Sunday, August 13, 2023

Barbie, Ken, & Not-so-Forbidden Fruit


 A little movie theological reflection for a Sunday morning?

We went to see the Barbie film to complete the Barbenheimer summer phenomenon duo. I didn't have high expectations because, well, it is about a plastic doll which our daughters enjoyed as their Mom wondered if she was complicit in  setting back the progress of feminism. The Barbies our two girls played with were pre the astronaut and doctor versions which supposedly promoted equality.

Barbie, the movie, was great. It was fun and made me laugh out loud. It also packed a punch as social commentary, giving patriarchy the black eye it deserved. Yes, there was a fast-paced rant by the America Ferrera character which evoked something of a "yes, but..." response in this aging white male, but that was okay. 

So much of the critique of patriarchy was hilariously spot on, which led me to wonder if this would be a film that conservative Christians would love to hate. Sure enough, an internet search shows that they do. One huffer and puffer declared the movie to be demonic, which is so absurd that it's a seal of approval. 

A far more thoughtful perspective is found in an article in Christianity Today, an evangelical publication. The piece by Hannah Anderson is titled: Barbie and Ken Go East of Eden For Christians, Greta Gerwig’s latest film is an opportunity to reckon with the “fortunate fall.” 

 Questions about gender and sexuality plague the evangelical church, from the SBC to the PCA. Books on the topic are proliferating. In that context, it’s understandable that some folks see the new Barbie film as another volley in the gender wars. But Greta Gerwig’s latest project is far too layered to be read through a literalist hermeneutic.

Rather than offering a blind affirmation of feminism or a critique of patriarchy, the movie explores how we use ideology to bypass the messier work of growing as humans. The gender wars are not the plot so much as the setting. They shape the world in which Barbie and Ken pursue maturity.

Both Barbie and Ken venture beyond plastic tropes to discover their full (and sexed) humanity. While these existential questions are refreshing in a mainstream movie, the real magic is found in how they move toward maturity: through imperfection and mistake.

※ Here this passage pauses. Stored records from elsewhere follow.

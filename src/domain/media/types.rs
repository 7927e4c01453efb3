// SPDX-License-Identifier: MPL-2.0
//! Core media types for the domain layer.
//!
//! These types represent pure data without any presentation dependencies.
//! A [`MediaItem`] is the single tagged reference every consumer matches on;
//! a [`MediaSequence`] is the ordered list a carousel presents.

use serde::{Deserialize, Serialize};
use std::sync::Arc;

/// Kind of a media reference.
#[derive(Debug, Clone, Copy, PartialEq, Eq, Hash, Serialize, Deserialize)]
#[serde(rename_all = "lowercase")]
pub enum MediaKind {
    Image,
    Video,
}

impl MediaKind {
    /// Classifies an upload by its MIME type (`video/*` is a video, anything else an image).
    #[must_use]
    pub fn from_mime(mime: &str) -> Self {
        if mime.trim().to_ascii_lowercase().starts_with("video/") {
            MediaKind::Video
        } else {
            MediaKind::Image
        }
    }

    #[must_use]
    pub fn is_video(self) -> bool {
        matches!(self, MediaKind::Video)
    }
}

/// A single image or video reference.
///
/// The url is opaque: it is only ever checked for being non-blank.
#[derive(Debug, Clone, PartialEq, Eq, Hash, Serialize, Deserialize)]
pub struct MediaItem {
    kind: MediaKind,
    url: String,
}

impl MediaItem {
    /// Builds an item, rejecting empty or whitespace-only references.
    #[must_use]
    pub fn new(kind: MediaKind, url: impl Into<String>) -> Option<Self> {
        let url = url.into();
        if url.trim().is_empty() {
            None
        } else {
            Some(Self { kind, url })
        }
    }

    #[must_use]
    pub fn image(url: impl Into<String>) -> Option<Self> {
        Self::new(MediaKind::Image, url)
    }

    #[must_use]
    pub fn video(url: impl Into<String>) -> Option<Self> {
        Self::new(MediaKind::Video, url)
    }

    #[must_use]
    pub fn kind(&self) -> MediaKind {
        self.kind
    }

    #[must_use]
    pub fn url(&self) -> &str {
        &self.url
    }

    #[must_use]
    pub fn is_video(&self) -> bool {
        self.kind.is_video()
    }
}

/// Ordered media shown by a carousel: images first, then videos.
#[derive(Debug, Clone, Default, PartialEq, Eq)]
pub struct MediaSequence {
    items: Vec<MediaItem>,
}

impl MediaSequence {
    /// Builds a sequence from raw image and video references.
    ///
    /// Blank entries are dropped from each list independently; the order
    /// inside each list is preserved and images always precede videos.
    pub fn build<I, V>(images: I, videos: V) -> Self
    where
        I: IntoIterator,
        I::Item: AsRef<str>,
        V: IntoIterator,
        V::Item: AsRef<str>,
    {
        let images = images
            .into_iter()
            .filter_map(|url| MediaItem::image(url.as_ref()));
        let videos = videos
            .into_iter()
            .filter_map(|url| MediaItem::video(url.as_ref()));

        Self {
            items: images.chain(videos).collect(),
        }
    }

    #[must_use]
    pub fn len(&self) -> usize {
        self.items.len()
    }

    #[must_use]
    pub fn is_empty(&self) -> bool {
        self.items.is_empty()
    }

    #[must_use]
    pub fn get(&self, index: usize) -> Option<&MediaItem> {
        self.items.get(index)
    }

    pub fn iter(&self) -> impl Iterator<Item = &MediaItem> {
        self.items.iter()
    }

    /// First item, used as the catalog thumbnail.
    #[must_use]
    pub fn primary(&self) -> Option<&MediaItem> {
        self.items.first()
    }
}

impl FromIterator<MediaItem> for MediaSequence {
    fn from_iter<T: IntoIterator<Item = MediaItem>>(iter: T) -> Self {
        Self {
            items: iter.into_iter().collect(),
        }
    }
}

/// Decoded RGBA pixels without presentation dependencies.
///
/// The presentation layer converts this into framework handles
/// (`iced::widget::image::Handle`), the crop rasterizer into a pixmap.
#[derive(Debug, Clone)]
pub struct RawImage {
    width: u32,
    height: u32,
    rgba_bytes: Arc<Vec<u8>>,
}

impl RawImage {
    /// Wraps RGBA pixels, returning `None` if the buffer length does not
    /// match `width * height * 4` or a dimension is zero.
    #[must_use]
    pub fn from_rgba(width: u32, height: u32, rgba_bytes: Vec<u8>) -> Option<Self> {
        let expected_len = (width as usize) * (height as usize) * 4;
        if width == 0 || height == 0 || rgba_bytes.len() != expected_len {
            return None;
        }

        Some(Self {
            width,
            height,
            rgba_bytes: Arc::new(rgba_bytes),
        })
    }

    /// A single-color image.
    #[must_use]
    pub fn solid(width: u32, height: u32, rgba: [u8; 4]) -> Option<Self> {
        let pixel_count = (width as usize) * (height as usize);
        let bytes = rgba
            .iter()
            .copied()
            .cycle()
            .take(pixel_count * 4)
            .collect();
        Self::from_rgba(width, height, bytes)
    }

    #[must_use]
    pub fn width(&self) -> u32 {
        self.width
    }

    #[must_use]
    pub fn height(&self) -> u32 {
        self.height
    }

    #[must_use]
    pub fn rgba_bytes(&self) -> &[u8] {
        &self.rgba_bytes
    }
}

impl PartialEq for RawImage {
    fn eq(&self, other: &Self) -> bool {
        self.width == other.width
            && self.height == other.height
            && self.rgba_bytes == other.rgba_bytes
    }
}

impl Eq for RawImage {}

#[cfg(test)]
mod tests {
    use super::*;

    #[test]
    fn blank_references_are_rejected() {
        assert!(MediaItem::image("").is_none());
        assert!(MediaItem::image("   \t\n").is_none());
        assert!(MediaItem::video("clip.mp4").is_some());
    }

    #[test]
    fn build_puts_images_before_videos_and_keeps_order() {
        let sequence = MediaSequence::build(["a.jpg", " ", "b.jpg"], ["", "v1.mp4", "v2.mp4"]);

        let urls: Vec<&str> = sequence.iter().map(MediaItem::url).collect();
        assert_eq!(urls, vec!["a.jpg", "b.jpg", "v1.mp4", "v2.mp4"]);
        assert_eq!(sequence.get(1).map(MediaItem::kind), Some(MediaKind::Image));
        assert_eq!(sequence.get(2).map(MediaItem::kind), Some(MediaKind::Video));
    }

    #[test]
    fn build_length_counts_only_non_blank_entries() {
        let images = vec!["x".to_string(), String::new(), "  ".to_string(), "y".to_string()];
        let videos: Vec<String> = vec!["   ".to_string()];
        let sequence = MediaSequence::build(&images, &videos);
        assert_eq!(sequence.len(), 2);
    }

    #[test]
    fn empty_inputs_build_empty_sequence() {
        let sequence = MediaSequence::build(Vec::<String>::new(), Vec::<String>::new());
        assert!(sequence.is_empty());
        assert!(sequence.primary().is_none());
    }

    #[test]
    fn kind_from_mime() {
        assert_eq!(MediaKind::from_mime("video/mp4"), MediaKind::Video);
        assert_eq!(MediaKind::from_mime("Video/WebM"), MediaKind::Video);
        assert_eq!(MediaKind::from_mime("image/png"), MediaKind::Image);
        assert_eq!(MediaKind::from_mime(""), MediaKind::Image);
    }

    #[test]
    fn raw_image_validates_buffer_length() {
        assert!(RawImage::from_rgba(2, 2, vec![0; 16]).is_some());
        assert!(RawImage::from_rgba(2, 2, vec![0; 15]).is_none());
        assert!(RawImage::from_rgba(0, 2, Vec::new()).is_none());
    }

    #[test]
    fn solid_image_repeats_color() {
        let image = RawImage::solid(3, 1, [1, 2, 3, 4]).expect("valid dimensions");
        assert_eq!(image.rgba_bytes(), &[1, 2, 3, 4, 1, 2, 3, 4, 1, 2, 3, 4]);
    }
}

As Vox critic (and former CT columnist) Alissa Wilkinson notes, the movie is a kind of retelling of the Fall. In both Genesis and Barbie, a prototypical woman reaches for forbidden knowledge and then offers it to her male companion. Both are met by a loss of innocence and exiled from perfection.

This is excellent stuff. https://www.christianitytoday.com/ct/2023/july-web-only/barbie-movie-sexism-feminism-patriarchy-east-of-eden.html

The entire cast is perfect and both Margot Robbie and Ryan Gosling will be up for awards, even though the word is that Gosling resisted taking on the role for a year. 

One last thought. Is it possible for Will Ferrell to be in a role where he isn't ridiculously funny?